WORK REQUIRED: When you reach the line containing "use async_trait::async_trait;" in the entries below, start writing out each line exactly, and stop after the line containing "it reports one".
⟨
//! Durable queue seam
//!
//! The queue owns every job from the moment it is accepted: it persists it,
//! calls the delivery worker, and decides whether and when to retry.

use async_trait::async_trait;
use opsline_events::DomainEvent;
use parking_lot::Mutex;
use reqwest::Client;
use serde::{Deserialize, Serialize};
use std::collections::VecDeque;
use tracing::{debug, warn};
use url::Url;

use crate::{QueueConfig, Result, WebhookError};

/// Body of every queue publish and every worker call
#[derive(Debug, Clone, PartialEq, Serialize, Deserialize)]
pub struct QueuedDeliveryJob {
    pub tenant_id: String,
    pub payload: DomainEvent,
}

impl QueuedDeliveryJob {
    /// Wrap an event for its owning tenant
    pub fn for_event(event: DomainEvent) -> Self {
        Self {
            tenant_id: event.tenant_id.clone(),
            payload: event,
        }
    }

    pub fn to_bytes(&self) -> Result<Vec<u8>> {
        Ok(serde_json::to_vec(self)?)
    }
}

/// An external durable queue that will invoke the delivery worker
#[async_trait]
pub trait DurableQueue: Send + Sync {
    /// Hand a job to the queue; returns the queue's message ID when it reports one
    async fn enqueue(&self, job: &QueuedDeliveryJob) -> Result<Option<String>>;
}

#[derive(Deserialize)]
struct PublishResponse {
    #[serde(rename = "messageId")]
    message_id: Option<String>,
}

/// Publishes jobs to an HTTP queue service
#[derive(Debug, Clone)]
pub struct HttpQueueClient {
    http_client: Client,
    publish_url: Url,
    token: Option<String>,
    retries_header: String,
    max_retries: u32,
}

impl HttpQueueClient {
    /// Create a client from queue settings
    pub fn new(config: &QueueConfig) -> Result<Self> {
        let http_client = Client::builder()
            .timeout(std::time::Duration::from_secs(10))
            .build()?;
        Self::with_client(http_client, config)
    }

    /// Create a client reusing an existing HTTP client
    pub fn with_client(http_client: Client, config: &QueueConfig) -> Result<Self> {
        let destination = Url::parse(&config.destination)?;
        let publish_url = Url::parse(&format!(
            "{}/{}",
            config.publish_url.trim_end_matches('/'),
            destination
        ))?;

        Ok(Self {
            http_client,
            publish_url,
            token: config.token.clone(),
            retries_header: config.retries_header.clone(),
            max_retries: config.max_retries,
        })
    }

    /// Full publish URL, destination included
    pub fn publish_url(&self) -> &Url {
        &self.publish_url
    }
}

#[async_trait]
impl DurableQueue for HttpQueueClient {
    async fn enqueue(&self, job: &QueuedDeliveryJob) -> Result<Option<String>> {
        let mut request = self
            .http_client
            .post(self.publish_url.clone())
            .header("Content-Type", "application/json")
            .header(self.retries_header.as_str(), self.max_retries.to_string())
            .body(job.to_bytes()?);

        if let Some(token) = &self.token {
            request = request.bearer_auth(token);
        }

        let response = request.send().await?;
        let status = response.status();
        if !status.is_success() {
            let message = response.text().await.unwrap_or_default();
            warn!(tenant_id = %job.tenant_id, status = status.as_u16(), "queue rejected job");
            return Err(WebhookError::QueueRejected {
                status: status.as_u16(),
                message,
            });
        }

        let message_id = response
            .json::<PublishResponse>()
            .await
            .ok()
            .and_then(|r| r.message_id);
        debug!(tenant_id = %job.tenant_id, message_id = ?message_id, "job enqueued");
        Ok(message_id)
    }
}

/// Queue that keeps jobs in memory for tests and local runs
#[derive(Debug, Default)]
pub struct InMemoryQueue {
    jobs: Mutex<VecDeque<QueuedDeliveryJob>>,
}

impl InMemoryQueue {
    pub fn new() -> Self {
        Self::default()
    }

    pub fn len(&self) -> usize {
        self.jobs.lock().len()
    }

    pub fn is_empty(&self) -> bool {
        self.jobs.lock().is_empty()
    }

    /// Take the oldest job
    pub fn pop(&self) -> Option<QueuedDeliveryJob> {
        self.jobs.lock().pop_front()
    }

    /// Take every job, oldest first
    pub fn drain(&self) -> Vec<QueuedDeliveryJob> {
        self.jobs.lock().drain(..).collect()
    }
}

#[async_trait]
impl DurableQueue for InMemoryQueue {
    async fn enqueue(&self, job: &QueuedDeliveryJob) -> Result<Option<String>> {
        let mut jobs = self.jobs.lock();
        jobs.push_back(job.clone());
        Ok(Some(format!("mem-{}", jobs.len())))
    }
}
⟩
RESULT FOR THIS TASK:
use async_trait::async_trait;
use opsline_events::DomainEvent;
use parking_lot::Mutex;
use reqwest::Client;
use serde::{Deserialize, Serialize};
use std::collections::VecDeque;
use tracing::{debug, warn};
use url::Url;

use crate::{QueueConfig, Result, WebhookError};

/// Body of every queue publish and every worker call
#[derive(Debug, Clone, PartialEq, Serialize, Deserialize)]
pub struct QueuedDeliveryJob {
    pub tenant_id: String,
    pub payload: DomainEvent,
}

impl QueuedDeliveryJob {
    /// Wrap an event for its owning tenant
    pub fn for_event(event: DomainEvent) -> Self {
        Self {
            tenant_id: event.tenant_id.clone(),
            payload: event,
        }
    }

    pub fn to_bytes(&self) -> Result<Vec<u8>> {
        Ok(serde_json::to_vec(self)?)
    }
}

/// An external durable queue that will invoke the delivery worker
#[async_trait]
pub trait DurableQueue: Send + Sync {
    /// Hand a job to the queue; returns the queue's message ID when it reports one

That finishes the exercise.